We get to keep whatever animals we like, can even clear land and plant bigger crops if I was so inclined. That’s a bit too much work for me but I love our expanding organic garden in summer. And chickens. Farm fresh eggs are a true wonder of nature. Boil them up after a week or so in the fridge and the white part is firm and full like a soft meat. I’m an egg man and having chickens has been in the works for ages. I almost took my chances with By-Law and put some in my yard in Toronto before we moved to Cobourg. Now that we have had them a few years, I don’t think I’ll ever live in the city again if I can help it.

Looking out today, I spot a chicken stuck in the snow.
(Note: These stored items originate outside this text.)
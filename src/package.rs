//! The Package Builder (spec §4.5): tar a loaded chart's raw files into a
//! gzip-wrapped archive with deterministic headers and ordering.

use anyhow::{Context as _, Error};
use chrono::{DateTime, Utc};
use flate2::write::GzEncoder;
use flate2::Compression;
use std::io::Write;

use crate::chart::Chart;

const FILE_MODE: u32 = 0o644;

/// Builds the gzip+tar archive for `chart`, rooting every entry under
/// `{chart.name}/` and stamping every header with `commit_time` (spec
/// §4.5). The whole buffer is fully materialized before returning: the
/// HTTP layer needs the final length before it can write headers.
pub fn build(chart: &Chart, commit_time: DateTime<Utc>) -> Result<Vec<u8>, Error> {
    let mtime = commit_time.timestamp().max(0) as u64;

    let gz = GzEncoder::new(Vec::new(), Compression::default());
    let mut tar = tar::Builder::new(gz);

    for file in &chart.files {
        let mut header = tar::Header::new_gnu();
        header.set_mode(FILE_MODE);
        header.set_mtime(mtime);
        header.set_size(file.data.len() as u64);
        header.set_entry_type(tar::EntryType::Regular);

        let entry_name = format!("{}/{}", chart.name, file.path);
        header
            .set_path(&entry_name)
            .with_context(|| format!("invalid tar entry path '{}'", entry_name))?;
        header.set_cksum();

        tar.append(&header, file.data.as_slice())
            .with_context(|| format!("writing tar entry '{}'", entry_name))?;
    }

    let gz = tar.into_inner().context("flushing tar trailer")?;
    let bytes = gz.finish().context("flushing gzip footer")?;
    Ok(bytes)
}

#[cfg(test)]
mod tests {
    use super::*;
    use crate::git::FileEntry;
    use std::io::Read;

    fn sample_chart() -> Chart {
        Chart {
            name: "one".to_owned(),
            version: "1.0.0".to_owned(),
            api_version: "v1".to_owned(),
            description: None,
            files: vec![
                FileEntry {
                    path: "Chart.yaml".to_owned(),
                    data: b"name: one\nversion: 1.0.0\n".to_vec(),
                },
                FileEntry {
                    path: "templates/deployment.yaml".to_owned(),
                    data: b"kind: Deployment\n".to_vec(),
                },
            ],
        }
    }

    fn commit_time() -> DateTime<Utc> {
        DateTime::<Utc>::from_timestamp(1_700_000_000, 0).unwrap()
    }

    #[test]
    fn packages_entries_rooted_under_chart_name() {
        let chart = sample_chart();
        let bytes = build(&chart, commit_time()).unwrap();

        let gz = flate2::read::GzDecoder::new(bytes.as_slice());
        let mut archive = tar::Archive::new(gz);
        let names: Vec<String> = archive
            .entries()
            .unwrap()
            .map(|e| e.unwrap().path().unwrap().to_string_lossy().into_owned())
            .collect();

        assert_eq!(
            names,
            vec![
                "one/Chart.yaml".to_owned(),
                "one/templates/deployment.yaml".to_owned()
            ]
        );
    }

    #[test]
    fn is_deterministic_for_the_same_inputs() {
        let chart = sample_chart();
        let first = build(&chart, commit_time()).unwrap();
        let second = build(&chart, commit_time()).unwrap();

        let decode = |bytes: &[u8]| -> Vec<u8> {
            let gz = flate2::read::GzDecoder::new(bytes);
            let mut archive = tar::Archive::new(gz);
            let mut out = Vec::new();
            for entry in archive.entries().unwrap() {
                let mut entry = entry.unwrap();
                let mut buf = Vec::new();
                entry.read_to_end(&mut buf).unwrap();
                out.extend(buf);
            }
            out
        };

        assert_eq!(decode(&first), decode(&second));
    }

    #[test]
    fn sets_mode_and_mtime_on_every_entry() {
        let chart = sample_chart();
        let bytes = build(&chart, commit_time()).unwrap();

        let gz = flate2::read::GzDecoder::new(bytes.as_slice());
        let mut archive = tar::Archive::new(gz);
        for entry in archive.entries().unwrap() {
            let entry = entry.unwrap();
            assert_eq!(entry.header().mode().unwrap(), FILE_MODE);
            assert_eq!(entry.header().mtime().unwrap(), commit_time().timestamp() as u64);
        }
    }
}
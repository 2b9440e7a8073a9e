//! The Index Builder (spec §4.4): drives branch/commit iteration, invokes
//! the Tree Walker and Chart Loader, synthesizes versions, and emits a
//! sorted, rendered index document plus the lookup table backing tarball
//! requests.

mod cache;
mod version;

pub use cache::{CommitBinding, EntryRecord, IndexCache, SharedCache};
pub use version::synthesize_versions;

use anyhow::{Context as _, Error};
use chrono::Utc;
use std::collections::{BTreeMap, HashMap};

use crate::chart;
use crate::error::{content_digest, short_id};
use crate::git::Backend;
use crate::walker;

/// Rebuilds the full index from scratch by walking every configured branch.
/// Any Git-level failure aborts the whole build (spec §4.4, §7); per-chart
/// parse/validation failures are logged and skipped.
pub fn build(backend: &Backend, base: &str, clone_depth: u32) -> Result<IndexCache, Error> {
    let primary = backend.primary_branch().to_owned();
    let mut bindings: HashMap<(String, String), CommitBinding> = HashMap::new();
    let mut entries_by_chart: HashMap<String, Vec<EntryRecord>> = HashMap::new();

    for branch in backend.branches() {
        let is_primary = *branch == primary;
        let commits = backend
            .branch_commits(branch, clone_depth)
            .with_context(|| format!("listing commits on branch '{}'", branch))?;

        for (idx, &commit) in commits.iter().enumerate() {
            let is_head = idx == 0;

            let dirs = if is_primary && is_head {
                walker::all_dirs(backend, commit, base)
            } else {
                walker::modified_dirs(backend, commit, base)
            }
            .with_context(|| format!("walking tree at commit {}", commit))?;

            for dir in dirs {
                let loaded = match chart::load(backend, base, &dir, commit) {
                    Ok(chart) => chart,
                    Err(err) => {
                        tracing::warn!(
                            chart_dir = %dir,
                            branch = %branch,
                            commit = %commit,
                            error = %err,
                            "skipping invalid chart"
                        );
                        continue;
                    }
                };

                let commit_time = backend
                    .commit_time(commit)
                    .with_context(|| format!("reading commit time for {}", commit))?;
                let short = short_id(&commit);
                let digest = content_digest(
                    loaded
                        .files
                        .iter()
                        .map(|f| (f.path.as_str(), f.data.as_slice())),
                );
                let already_bound =
                    bindings.contains_key(&(loaded.name.clone(), loaded.version.clone()));

                let versions = synthesize_versions(
                    &loaded.version,
                    branch,
                    &short,
                    is_primary,
                    is_head,
                    already_bound,
                );

                for version in versions {
                    let key = (loaded.name.clone(), version.clone());
                    if bindings.contains_key(&key) {
                        // Earlier-produced binding wins (spec §3's tie-break).
                        continue;
                    }

                    bindings.insert(
                        key,
                        CommitBinding {
                            commit_id: commit.to_string(),
                            commit_time,
                            branch: branch.clone(),
                            digest: digest.clone(),
                            chart_dir: dir.clone(),
                        },
                    );

                    entries_by_chart
                        .entry(loaded.name.clone())
                        .or_default()
                        .push(EntryRecord {
                            name: loaded.name.clone(),
                            version: version.clone(),
                            api_version: loaded.api_version.clone(),
                            description: loaded.description.clone(),
                            urls: vec![format!("/chart/{}/{}", loaded.name, version)],
                            digest: digest.clone(),
                        });
                }
            }
        }
    }

    let mut entries: BTreeMap<String, Vec<EntryRecord>> = BTreeMap::new();
    for (name, mut records) in entries_by_chart {
        records.sort_by(compare_versions_desc);
        entries.insert(name, records);
    }

    let generated = Utc::now();
    let rendered = cache::render(&entries, generated)?;

    Ok(IndexCache {
        generated,
        entries,
        bindings,
        rendered,
    })
}

/// Newest-first ordering for one chart's version list: valid semver compares
/// numerically (which also ranks stable releases above same-numbered
/// prereleases, i.e. the `-branch-short8` derivatives, for free); anything
/// that fails to parse falls back to a reverse lexical compare.
fn compare_versions_desc(a: &EntryRecord, b: &EntryRecord) -> std::cmp::Ordering {
    match (
        semver::Version::parse(&a.version),
        semver::Version::parse(&b.version),
    ) {
        (Ok(va), Ok(vb)) => vb.cmp(&va),
        _ => b.version.cmp(&a.version),
    }
}
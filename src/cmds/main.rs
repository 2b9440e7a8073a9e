use anyhow::{anyhow, Context, Error};
use std::path::PathBuf;
use std::sync::Arc;
use structopt::StructOpt;
use tracing_subscriber::filter::LevelFilter;

use chart_streams as cs;
use cs::config::Config;

fn parse_level(s: &str) -> Result<LevelFilter, Error> {
    s.parse::<LevelFilter>()
        .map_err(|_| anyhow!("failed to parse level '{}'", s))
}

#[derive(StructOpt)]
#[structopt(name = "chart-streams")]
struct Opts {
    /// Source Git URL (http/https/file scheme)
    #[structopt(long = "repo-url", env = "CHART_STREAMS_REPO_URL")]
    repo_url: String,

    /// Shallow-clone depth; 0 means full history. Also caps per-branch
    /// traversal during indexing
    #[structopt(
        long = "clone-depth",
        env = "CHART_STREAMS_CLONE_DEPTH",
        default_value = "0"
    )]
    clone_depth: u32,

    /// Base path inside the repository under which chart directories live
    #[structopt(
        long = "relative-dir",
        env = "CHART_STREAMS_RELATIVE_DIR",
        default_value = "/"
    )]
    relative_dir: String,

    /// `host:port` HTTP bind address
    #[structopt(
        long = "listen-addr",
        env = "CHART_STREAMS_LISTEN_ADDR",
        default_value = "0.0.0.0:8080"
    )]
    listen_addr: String,

    /// Local filesystem path used for the bare clone
    #[structopt(
        long = "working-dir",
        env = "CHART_STREAMS_WORKING_DIR",
        parse(from_os_str),
        default_value = "chart-streams-workdir"
    )]
    working_dir: PathBuf,

    /// Delete working-dir before cloning
    #[structopt(long = "force-clone", env = "CHART_STREAMS_FORCE_CLONE")]
    force_clone: bool,

    #[structopt(
        long = "log-level",
        env = "CHART_STREAMS_LOG_LEVEL",
        default_value = "info",
        parse(try_from_str = parse_level)
    )]
    log_level: LevelFilter,

    /// Output log messages as json
    #[structopt(long = "json", env = "CHART_STREAMS_JSON")]
    json: bool,

    /// HMAC secret for the GitHub webhook; empty means unauthenticated
    #[structopt(
        long = "github-webhook-secret",
        env = "CHART_STREAMS_GITHUB_WEBHOOK_SECRET",
        default_value = ""
    )]
    github_webhook_secret: String,
}

fn init_logging(opts: &Opts) -> Result<(), Error> {
    let mut env_filter = tracing_subscriber::EnvFilter::from_default_env();
    env_filter = env_filter.add_directive(opts.log_level.into());

    let subscriber = tracing_subscriber::FmtSubscriber::builder().with_env_filter(env_filter);

    if opts.json {
        tracing::subscriber::set_global_default(subscriber.json().finish())
            .context("failed to set default subscriber")
    } else {
        tracing::subscriber::set_global_default(subscriber.finish())
            .context("failed to set default subscriber")
    }
}

async fn real_main() -> Result<(), Error> {
    let opts = Opts::from_args();
    init_logging(&opts)?;

    let config = Config {
        repo_url: opts.repo_url,
        clone_depth: opts.clone_depth,
        relative_dir: opts.relative_dir,
        listen_addr: opts.listen_addr,
        working_dir: opts.working_dir,
        force_clone: opts.force_clone,
        github_webhook_secret: opts.github_webhook_secret,
    };

    tracing::info!(repo_url = %config.repo_url, "opening repository");
    let backend = Arc::new(cs::git::Backend::open(&config).context("failed to open repository")?);

    let base = config.normalized_relative_dir().to_owned();

    tracing::info!("building initial index");
    let initial = cs::index::build(&backend, &base, config.clone_depth)
        .context("failed building initial index")?;
    let cache = Arc::new(cs::index::SharedCache::new(initial));

    let reindex = cs::worker::spawn(backend.clone(), base.clone(), config.clone_depth, cache.clone());

    let state = cs::server::AppState {
        cache,
        backend,
        base,
        reindex,
        webhook_secret: config.github_webhook_secret.clone(),
    };

    let app = cs::server::router(state);

    tracing::info!(addr = %config.listen_addr, "listening");
    axum::Server::bind(&config.listen_addr.parse().context("invalid listen-addr")?)
        .serve(app.into_make_service())
        .with_graceful_shutdown(shutdown_signal())
        .await
        .context("http server error")
}

async fn shutdown_signal() {
    let _ = tokio::signal::ctrl_c().await;
    tracing::info!("shutdown signal received");
}

#[tokio::main]
async fn main() {
    match real_main().await {
        Ok(()) => {}
        Err(e) => {
            tracing::error!("{:#}", e);
            std::process::exit(1);
        }
    }
}
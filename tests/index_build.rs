mod common;

use chart_streams as cs;
use std::collections::HashSet;
use tempfile::tempdir;

#[test]
fn builds_index_across_branches_and_scenarios() {
    let origin = tempdir().unwrap();
    common::build_fixture_repo(origin.path());

    let workdir = tempdir().unwrap();
    let cfg = common::config_for(origin.path(), workdir.path().join("clone"), 0);
    let backend = cs::git::Backend::open(&cfg).unwrap();
    let index =
        cs::index::build(&backend, cfg.normalized_relative_dir(), cfg.clone_depth).unwrap();

    // Primary-HEAD precedence (testable property 2): master's HEAD declares
    // 1.0.0, so it wins the plain version even though an older commit on
    // master also declared 1.0.0.
    assert!(index.lookup("one", "1.0.0").is_some());
    let one_versions: Vec<&str> = index.entries["one"]
        .iter()
        .map(|r| r.version.as_str())
        .collect();
    assert!(one_versions.contains(&"1.0.0"));
    assert!(one_versions.iter().any(|v| v.starts_with("1.0.0-master-")));

    // `two` is introduced on `feature`: both the branch-tip alias and the
    // short8 derivative are published.
    let two_versions: Vec<&str> = index.entries["two"]
        .iter()
        .map(|r| r.version.as_str())
        .collect();
    assert!(two_versions.contains(&"0.1.0-feature"));
    assert!(two_versions.iter().any(|v| v.starts_with("0.1.0-feature-")));

    // Uniqueness (testable property 1).
    let mut seen = HashSet::new();
    for (name, records) in &index.entries {
        for record in records {
            assert!(seen.insert((name.clone(), record.version.clone())));
        }
    }

    // Newest-first ordering: the declared stable version sorts ahead of its
    // `-branch-short8` derivative within the same chart.
    assert_eq!(index.entries["one"][0].version, "1.0.0");
}

#[test]
fn idempotent_rebuild_on_unchanged_repo() {
    let origin = tempdir().unwrap();
    common::build_fixture_repo(origin.path());

    let workdir = tempdir().unwrap();
    let cfg = common::config_for(origin.path(), workdir.path().join("clone"), 0);
    let backend = cs::git::Backend::open(&cfg).unwrap();

    let first = cs::index::build(&backend, cfg.normalized_relative_dir(), cfg.clone_depth).unwrap();
    let second =
        cs::index::build(&backend, cfg.normalized_relative_dir(), cfg.clone_depth).unwrap();

    let summarize = |idx: &cs::index::IndexCache| -> Vec<(String, String, String)> {
        let mut out: Vec<_> = idx
            .entries
            .iter()
            .flat_map(|(name, records)| {
                records
                    .iter()
                    .map(move |r| (name.clone(), r.version.clone(), r.digest.clone()))
            })
            .collect();
        out.sort();
        out
    };

    assert_eq!(summarize(&first), summarize(&second));
}

#[test]
fn relative_dir_scopes_discovery_to_a_subdirectory() {
    let origin = tempdir().unwrap();
    let repo = git2::Repository::init(origin.path()).unwrap();
    repo.set_head("refs/heads/master").unwrap();
    common::commit(
        &repo,
        "charts under stable/, plus an unrelated top-level dir",
        &[
            ("stable/one/Chart.yaml", "name: one\nversion: 1.0.0\n"),
            ("docs/README.md", "not a chart\n"),
        ],
    );

    let workdir = tempdir().unwrap();
    let mut cfg = common::config_for(origin.path(), workdir.path().join("clone"), 0);
    cfg.relative_dir = "stable".to_owned();

    let backend = cs::git::Backend::open(&cfg).unwrap();
    let index =
        cs::index::build(&backend, cfg.normalized_relative_dir(), cfg.clone_depth).unwrap();

    assert!(index.entries.contains_key("one"));
    assert!(!index.entries.contains_key("docs"));
}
We just got a dump of about a foot of soft stuff and the chickens are coming out to eat and heading right back into the coop. We have old hens, some in their egg-laying prime, a mature rooster named Little Dude, some immature hens and immature roosters, and two chickens who have just left their mother within the last two weeks or so.

I sat there admiring the chickadees dive bombing my feeder for oiled sunflower seeds. I can see two red squirrels gorging on their spillage. A group of five immature roosters and hens are hanging around in the shed, out of the wind while pecking through the gravel. Concerned red feathered hen hasn’t moved for five minutes has me mentioning it to the kids. “Looks like one of the Rhode Island Reds is stuck in the snow over the frozen pond,” I say. The kids are curious and quickly pull up a bench beside me —one I salvaged from my dad’s place, from the same set of benches where my nine brothers and sisters and I sat as children—and hop up to see. They see it out at the frozen over pond. It doesn’t move, 15 minutes.

“Who wants to go get that chicken and check on it? ” I say. Nothing. It’s a cold day, bitter cold. I paraphrase the same message. Nothing. “Who will go?” I repeat, getting specific. Nothing.

“I will give you ten cents” I say, remembering I picked up an American dime up off the floor somewhere in the house that morning. I pulled it out of my pocket and slap it down on the counter, at least as much as a dime slaps.

Mild interest.

“Which one of you will go and RESCUE that chicken & SAVE ITS LIFE?”

“I WILL,” says the boy. “I WILL TOO,” says daughter. “I’m a SUPERHERO,” adds the boy. I just needed the right wording looks like.

I help them get dressed. By now, their collective enthusiasm has turned competitive, each trying to get out the door before the other and be the one who rescues the chicken. I hold them back by the jacket sleeves and make sure they are adequately dressed. Off they go. I return to my window.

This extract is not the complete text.